**Raw data:**
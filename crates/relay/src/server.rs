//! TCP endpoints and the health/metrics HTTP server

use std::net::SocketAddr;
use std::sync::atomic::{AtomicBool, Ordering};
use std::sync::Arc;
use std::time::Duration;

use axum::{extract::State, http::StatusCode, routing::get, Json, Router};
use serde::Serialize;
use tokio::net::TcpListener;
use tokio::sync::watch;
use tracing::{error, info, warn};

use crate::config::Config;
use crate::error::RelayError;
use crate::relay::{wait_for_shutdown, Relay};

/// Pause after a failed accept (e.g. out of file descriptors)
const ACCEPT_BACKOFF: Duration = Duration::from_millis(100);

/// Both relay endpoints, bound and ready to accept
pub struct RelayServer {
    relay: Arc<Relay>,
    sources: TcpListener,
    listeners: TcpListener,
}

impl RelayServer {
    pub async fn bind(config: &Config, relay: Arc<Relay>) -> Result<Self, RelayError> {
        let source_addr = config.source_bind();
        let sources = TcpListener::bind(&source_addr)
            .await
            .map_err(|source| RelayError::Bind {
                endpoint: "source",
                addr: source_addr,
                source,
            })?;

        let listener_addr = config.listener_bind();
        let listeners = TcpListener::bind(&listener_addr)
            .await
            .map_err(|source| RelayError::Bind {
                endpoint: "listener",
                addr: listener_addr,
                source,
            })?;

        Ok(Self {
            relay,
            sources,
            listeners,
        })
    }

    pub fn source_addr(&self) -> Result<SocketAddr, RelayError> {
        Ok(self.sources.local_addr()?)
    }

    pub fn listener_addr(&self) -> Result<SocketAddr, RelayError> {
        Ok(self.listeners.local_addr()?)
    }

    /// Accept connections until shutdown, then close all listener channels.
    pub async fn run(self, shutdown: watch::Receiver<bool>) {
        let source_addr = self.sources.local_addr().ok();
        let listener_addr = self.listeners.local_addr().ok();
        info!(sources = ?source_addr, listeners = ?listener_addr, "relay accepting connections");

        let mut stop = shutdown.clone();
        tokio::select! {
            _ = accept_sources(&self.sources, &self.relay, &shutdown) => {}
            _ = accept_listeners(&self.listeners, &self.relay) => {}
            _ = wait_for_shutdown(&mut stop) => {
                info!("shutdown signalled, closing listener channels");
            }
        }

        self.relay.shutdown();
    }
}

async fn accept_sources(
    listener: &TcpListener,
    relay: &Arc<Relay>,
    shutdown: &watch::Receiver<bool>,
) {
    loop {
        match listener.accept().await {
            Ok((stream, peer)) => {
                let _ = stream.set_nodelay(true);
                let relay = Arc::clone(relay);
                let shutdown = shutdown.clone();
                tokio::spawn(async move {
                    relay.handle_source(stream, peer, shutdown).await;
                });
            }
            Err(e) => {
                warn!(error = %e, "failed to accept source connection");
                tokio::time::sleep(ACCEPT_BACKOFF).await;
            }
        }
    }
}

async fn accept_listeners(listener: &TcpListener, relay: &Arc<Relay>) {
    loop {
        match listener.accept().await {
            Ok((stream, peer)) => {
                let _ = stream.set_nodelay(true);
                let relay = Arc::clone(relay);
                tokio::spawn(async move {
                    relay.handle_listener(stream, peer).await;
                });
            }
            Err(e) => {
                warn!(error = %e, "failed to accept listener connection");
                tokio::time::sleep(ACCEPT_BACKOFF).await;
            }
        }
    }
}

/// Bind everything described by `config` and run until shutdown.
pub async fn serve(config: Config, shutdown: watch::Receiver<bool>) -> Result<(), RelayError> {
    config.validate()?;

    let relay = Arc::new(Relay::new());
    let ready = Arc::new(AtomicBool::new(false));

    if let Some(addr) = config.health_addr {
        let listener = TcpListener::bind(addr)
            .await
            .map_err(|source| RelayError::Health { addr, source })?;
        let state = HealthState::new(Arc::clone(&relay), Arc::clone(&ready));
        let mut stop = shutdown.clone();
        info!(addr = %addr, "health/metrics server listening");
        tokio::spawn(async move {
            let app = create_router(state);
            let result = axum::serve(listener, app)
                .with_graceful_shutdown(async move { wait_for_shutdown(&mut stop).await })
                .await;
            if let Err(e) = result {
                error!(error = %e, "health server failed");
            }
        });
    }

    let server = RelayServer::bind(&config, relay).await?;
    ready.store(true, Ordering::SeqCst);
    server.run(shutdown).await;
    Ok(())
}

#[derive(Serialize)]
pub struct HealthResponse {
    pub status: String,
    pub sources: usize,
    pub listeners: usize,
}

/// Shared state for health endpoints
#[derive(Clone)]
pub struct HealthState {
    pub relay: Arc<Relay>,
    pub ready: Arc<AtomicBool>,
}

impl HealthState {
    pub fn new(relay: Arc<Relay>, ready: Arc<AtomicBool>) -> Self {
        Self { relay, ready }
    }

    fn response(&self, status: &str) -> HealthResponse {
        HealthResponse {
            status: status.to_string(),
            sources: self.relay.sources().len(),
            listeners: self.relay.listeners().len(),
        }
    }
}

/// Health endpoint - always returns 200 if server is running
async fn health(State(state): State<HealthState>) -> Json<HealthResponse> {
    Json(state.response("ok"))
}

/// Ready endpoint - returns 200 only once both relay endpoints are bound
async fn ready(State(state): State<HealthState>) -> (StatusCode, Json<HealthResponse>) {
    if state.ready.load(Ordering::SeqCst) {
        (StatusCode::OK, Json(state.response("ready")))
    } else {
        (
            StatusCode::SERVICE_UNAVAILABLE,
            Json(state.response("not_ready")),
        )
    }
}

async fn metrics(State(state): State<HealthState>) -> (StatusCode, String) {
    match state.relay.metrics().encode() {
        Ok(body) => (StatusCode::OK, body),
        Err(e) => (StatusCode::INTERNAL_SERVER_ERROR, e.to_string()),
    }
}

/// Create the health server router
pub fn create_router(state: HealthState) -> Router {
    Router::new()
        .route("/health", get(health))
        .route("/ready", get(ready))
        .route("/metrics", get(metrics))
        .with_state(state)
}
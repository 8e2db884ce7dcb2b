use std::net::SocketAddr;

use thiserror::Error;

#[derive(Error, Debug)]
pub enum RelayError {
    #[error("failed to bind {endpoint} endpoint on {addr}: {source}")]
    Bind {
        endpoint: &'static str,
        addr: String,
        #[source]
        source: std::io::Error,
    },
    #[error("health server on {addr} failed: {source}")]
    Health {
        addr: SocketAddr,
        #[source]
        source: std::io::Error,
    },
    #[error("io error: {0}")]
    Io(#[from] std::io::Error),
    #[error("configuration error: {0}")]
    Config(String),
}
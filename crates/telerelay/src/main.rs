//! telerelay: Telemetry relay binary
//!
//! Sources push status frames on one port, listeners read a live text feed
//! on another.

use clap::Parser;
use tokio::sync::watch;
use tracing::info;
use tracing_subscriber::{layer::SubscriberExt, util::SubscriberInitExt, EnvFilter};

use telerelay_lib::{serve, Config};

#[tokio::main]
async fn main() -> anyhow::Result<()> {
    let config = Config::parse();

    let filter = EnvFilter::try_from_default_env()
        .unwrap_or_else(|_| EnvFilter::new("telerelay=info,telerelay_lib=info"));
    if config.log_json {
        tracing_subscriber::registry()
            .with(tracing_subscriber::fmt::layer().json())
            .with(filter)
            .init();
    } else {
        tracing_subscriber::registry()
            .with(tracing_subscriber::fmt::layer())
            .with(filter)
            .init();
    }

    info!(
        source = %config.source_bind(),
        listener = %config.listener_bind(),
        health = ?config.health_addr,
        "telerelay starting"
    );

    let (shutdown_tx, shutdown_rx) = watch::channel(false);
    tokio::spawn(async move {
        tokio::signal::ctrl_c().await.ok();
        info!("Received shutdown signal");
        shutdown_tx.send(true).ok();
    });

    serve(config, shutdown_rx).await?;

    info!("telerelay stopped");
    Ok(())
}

**What the task requires:** Where a line in the listing above includes the string "axum", copy that line.

**Result for this task:**
use axum::{extract::State, http::StatusCode, routing::get, Json, Router};
            let result = axum::serve(listener, app)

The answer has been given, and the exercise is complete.